Muğla Belediyesi’ne soru adı taşıyan bir ileti aldık. Vatandaş artık uyandı, gerekçeli mazeretleri açıklamadan saymıyor. Gelen iletilerden birisi belediyeye sorulması istemi ile gönderilmiş ve iki sorudan ibaret. Hani bizim yazdıklarımızda halkın olmadığını iddia ediyorlar ya, vatandaştan gelen iki soru bu iddianın sahiplerine gitsin. Vatandaş anlamaz diye düşünülmesin, vatandaş çok dikkatli ve her şeyi takip ediyor. Bu dikkatin örneklerinden birisi olan iletiyi aynen yayınlıyoruz. İleti şöyle:
***
“Gazetelerde ve belediyenin kendi sitesinde geçen hafta “arıtma tesisi çalışmıyor” başlıklı yazılara istinaden açıklamalarda bulunmuşlar ve “arıtma tesisi tam gaz” başlığını atmışlardır. Bu açıklamalarında evsel atık bağlantılarının yargıya takıldığından dolayı arıtma tesisinin devreye giremediğini bahsetmişlerdir. Kamuoyunun bilgilenmesi Muğla Belediyesi’nin açıklamalarını ispat etmesi açısından şu sorulara cevap vermelidir;
Birinci Soru: Evsel atık su bağlantısı ihalesi belediyenin açıklamalarından da görüleceği üzere acil olarak yapılması gerektiğinden dolayı 4734 sayılı ihale kanununun 21/b maddesine göre yapılmıştır denildi. İhale çok acil olarak yapılması gerekiyordu da, 28.10.2010 tarihinde yapılan ihalenin süresi 6 ay olmasına rağmen Haziran 2011 tarihine kadar niye bitirilemedi?

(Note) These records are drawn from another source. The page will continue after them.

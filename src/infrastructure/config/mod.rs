//! Configuration management infrastructure
//!
//! Hierarchical configuration using figment:
//! - YAML file loading
//! - Environment variable overrides
//! - Configuration validation
//! - Type-safe config structs

pub mod loader;

pub use loader::{ConfigError, ConfigLoader, MAX_WINDOW_DAYS};
//! Ancestor fallback for result reads.
//!
//! A sub-project that was never analyzed on its own is covered by the nearest
//! analyzed ancestor, whose scope includes it.

use std::sync::Arc;

use super::result_holder::TestAnalysisResultHolder;
use crate::domain::models::{ProjectTree, TestAnalysisResult};
use crate::domain::ports::BuildHistoryStore;

/// Walk from `project_id` towards the root and return the first computed
/// result together with the id of the project it belongs to.
///
/// Returns `None` when neither the project nor any ancestor has been computed.
pub async fn find_computed_result<S>(
    tree: &ProjectTree,
    holder: &TestAnalysisResultHolder<S>,
    project_id: &str,
) -> Option<(String, Arc<TestAnalysisResult>)>
where
    S: BuildHistoryStore + ?Sized + 'static,
{
    for candidate in tree.ancestors(project_id) {
        let result = holder.get_result(candidate).await;
        if result.is_computed() {
            return Some((candidate.to_string(), result));
        }
    }
    None
}

#[cfg(test)]
mod tests {
    use super::*;
    use crate::adapters::memory::InMemoryBuildHistory;
    use crate::domain::models::{AnalysisConfig, ProjectNode, RawExecutionRecord, TestStatus};

    async fn setup() -> (ProjectTree, TestAnalysisResultHolder<InMemoryBuildHistory>) {
        let store = Arc::new(InMemoryBuildHistory::new());
        store.add_project("_Root", None).await;
        store.add_project("backend", Some("_Root")).await;
        store.add_project("backend-api", Some("backend")).await;
        store
            .add_executions(
                "backend-api",
                vec![RawExecutionRecord::new(
                    1,
                    1,
                    TestStatus::Failure,
                    "bt",
                    None,
                    "agent",
                    chrono::Utc::now().timestamp_millis(),
                )],
            )
            .await;

        let tree = ProjectTree::from_nodes([
            ProjectNode::new("_Root", None),
            ProjectNode::new("backend", Some("_Root")),
            ProjectNode::new("backend-api", Some("backend")),
        ]);
        let holder = TestAnalysisResultHolder::new(store, &AnalysisConfig::default());
        (tree, holder)
    }

    #[tokio::test]
    async fn test_nothing_computed_reaches_root() {
        let (tree, holder) = setup().await;
        assert!(find_computed_result(&tree, &holder, "backend-api").await.is_none());
    }

    #[tokio::test]
    async fn test_falls_back_to_nearest_ancestor() {
        let (tree, holder) = setup().await;
        holder.recompute("_Root").await;
        holder.recompute("backend").await;

        let (owner, result) = find_computed_result(&tree, &holder, "backend-api")
            .await
            .unwrap();
        assert_eq!(owner, "backend");
        assert_eq!(result.project_id, "backend");
        assert_eq!(result.flaky_tests.len(), 1);
    }

    #[tokio::test]
    async fn test_own_result_wins() {
        let (tree, holder) = setup().await;
        holder.recompute("backend").await;
        holder.recompute("backend-api").await;

        let (owner, _) = find_computed_result(&tree, &holder, "backend-api")
            .await
            .unwrap();
        assert_eq!(owner, "backend-api");
    }
}
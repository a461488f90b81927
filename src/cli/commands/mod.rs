//! CLI subcommand implementations.

pub mod analyze;
pub mod ingest;

use anyhow::{Context, Result};
use std::sync::Arc;

use crate::adapters::sqlite::{initialize_from_config, SqliteBuildHistory};
use crate::domain::errors::DomainError;
use crate::domain::models::{Config, ProjectTree};
use crate::domain::ports::BuildHistoryStore;

/// Open the configured history database.
pub(crate) async fn open_store(config: &Config) -> Result<Arc<SqliteBuildHistory>> {
    let pool = initialize_from_config(&config.database)
        .await
        .with_context(|| format!("Failed to open history database at {}", config.database.path))?;
    Ok(Arc::new(SqliteBuildHistory::new(pool)))
}

/// Load the project tree and make sure `project_id` is part of it.
pub(crate) async fn load_tree<S: BuildHistoryStore + ?Sized>(
    store: &S,
    project_id: &str,
) -> Result<ProjectTree> {
    let tree = store
        .project_tree()
        .await
        .context("Failed to load project hierarchy")?;
    if !tree.contains(project_id) {
        return Err(DomainError::ProjectNotFound(project_id.to_string()).into());
    }
    Ok(tree)
}
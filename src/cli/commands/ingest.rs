//! Build-history ingestion.

use anyhow::{Context, Result};
use clap::Args;
use serde::{Deserialize, Serialize};
use std::collections::BTreeMap;
use std::path::PathBuf;
use tracing::info;

use super::open_store;
use crate::cli::output::{output, CommandOutput};
use crate::domain::models::{Config, ProjectNode, RawExecutionRecord};

#[derive(Args, Debug)]
pub struct IngestArgs {
    /// JSON document with `projects` and `executions` arrays
    pub file: PathBuf,
}

/// Shape of an ingestion file.
#[derive(Debug, Default, Deserialize)]
pub struct IngestDocument {
    #[serde(default)]
    pub projects: Vec<ProjectNode>,
    #[serde(default)]
    pub executions: Vec<IngestExecution>,
}

/// An execution together with the project it ran in.
#[derive(Debug, Deserialize)]
pub struct IngestExecution {
    pub project_id: String,
    #[serde(flatten)]
    pub record: RawExecutionRecord,
}

impl IngestDocument {
    pub fn parse(content: &str) -> Result<Self> {
        serde_json::from_str(content).context("Invalid ingestion document")
    }

    /// Executions grouped by project, in project id order.
    pub fn executions_by_project(&self) -> BTreeMap<&str, Vec<RawExecutionRecord>> {
        let mut grouped: BTreeMap<&str, Vec<RawExecutionRecord>> = BTreeMap::new();
        for execution in &self.executions {
            grouped
                .entry(execution.project_id.as_str())
                .or_default()
                .push(execution.record.clone());
        }
        grouped
    }
}

#[derive(Debug, Serialize)]
pub struct IngestOutput {
    pub success: bool,
    pub projects: usize,
    pub executions_read: usize,
    pub executions_inserted: u64,
}

impl CommandOutput for IngestOutput {
    fn to_human(&self) -> String {
        format!(
            "Ingested {} project(s); {} of {} execution(s) were new.",
            self.projects, self.executions_inserted, self.executions_read
        )
    }

    fn to_json(&self) -> serde_json::Value {
        serde_json::to_value(self).unwrap_or_default()
    }
}

pub async fn execute(args: IngestArgs, config: &Config, json_mode: bool) -> Result<()> {
    let content = tokio::fs::read_to_string(&args.file)
        .await
        .with_context(|| format!("Failed to read {}", args.file.display()))?;
    let document = IngestDocument::parse(&content)?;

    let store = open_store(config).await?;

    for project in &document.projects {
        store
            .insert_project(project)
            .await
            .with_context(|| format!("Failed to store project {}", project.id))?;
    }

    let mut inserted = 0;
    for (project_id, records) in document.executions_by_project() {
        inserted += store
            .insert_executions(project_id, &records)
            .await
            .with_context(|| format!("Failed to store executions for project {project_id}"))?;
    }

    info!(
        file = %args.file.display(),
        projects = document.projects.len(),
        executions = document.executions.len(),
        inserted,
        "build history ingested"
    );

    let out = IngestOutput {
        success: true,
        projects: document.projects.len(),
        executions_read: document.executions.len(),
        executions_inserted: inserted,
    };
    output(&out, json_mode);

    Ok(())
}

İkinci soru: Belediyenin bahsettiği yargı engeli 01.12.2011 tarihinde açıklandı. Bu zamana kadar ihalenin bitirilmesi gerektiği tarih olan Haziran 2011 tarihinden itibaren 6 aylık süre daha geçmesine rağmen niye bitirilemedi? Bu geçen süre içinde yüklenici firmaya ceza kesildi mi? Kesilmediyse bu kamu zararı değil mi? Görüldüğü gibi Muğla 2. İdare mahkemesinin vermiş olduğu karar Muğla Belediyesinin bahsettiği gibi arıtma tesisine engel teşkil eden bir karar değildir. Çünkü Muğla Belediyesinin Evsel atık ihalesini yaptıktan 12 ay sonra çıkmış bir karardır. Ve ihale şartnamesine göre evsel atık bağlantılarının Haziran 2011 tarihinde bitirilmiş olması gerekiyordu.”
***
Yukarıda yer alan sorular vatandaştan geldi. Bu vatandaş üstelik CHP’li. Vatandaşın sorusuna ister cevap verin, ister vermeyin, paşa gönlünüz bilir. Ancak bu türde düşünenlerin sayılarının gün geçtikçe arttığını hemen belirtelim. Halk soru sorma konusunda gazetecileri geçti, geçecek. Artık belediye’yi halkın soruları ile baş başa bırakmanın zamanı geldi. Gazetecilerden gelen soruları politik amaçlı bulan ve reddeden yerel yönetim, vatandaştan gelen soruları hangi tanımlamayla değerlendirecek doğrusu merak ediyoruz.
***
Bir çatılı eleştiri aldık. Yazdıklarımızın içinde halk yokmuş ve herkes “Özcan Özgür’le Nejat Altınsoy’a yazdıklarından dolayı güler olmuş ve deli bir iken iki olmuş.” Hatta her ikisi de yazdıkları ile AKP’ye hizmet ediyormuş. Yuh! Bu iddianın cevabını Konakaltı’ndaki ağaçlara konmuş kargalar versin.
***
Bütün kent bilir ki; Özcan Özgür’le birbirimizi hiç sevmeyiz. Birbirine ters, birbirinden bağımsız olarak yaşayan bu iki insanı bir araya getiren tek şey; bu kentin kötü yönetildiği gerçeğinden başka bir şey değildir. Kent o kadar kötü yönetiliyor ki; birbirine hasım olanlar bile ittifak oluşturup kent adına işbirliği içine gidebiliyorlar. İşbirliğine giren sadece biz değiliz! Belki ömür boyu sürecek bir hasımlığın sahibi olarak ikimizin birden adının deliye, kıçının çalıya dayandırılması ne garip bir iş’tir?
***
Kentin siyaseti artık belediye tarafından şartları belirlenen olgu olmaktan çıkmıştır. Kentin egemen gücü iken yöntem ve uygulamaları ile belediye siyasetten ve toplumdan aldığı gücü tamamen yitirmiştir. Kent Yazıları’nın sonunda yer alan bu yazının CHP ile bir ilgisi yoktur ibaresini bu gün koyamayacağımı belirtmek isterim. Çünkü Muğla Belediye’sine bizim aracılığımız ile verilen iki sorunun sahibi CHP’liler. Soru CHP’lilerden biz sadece aracıyız…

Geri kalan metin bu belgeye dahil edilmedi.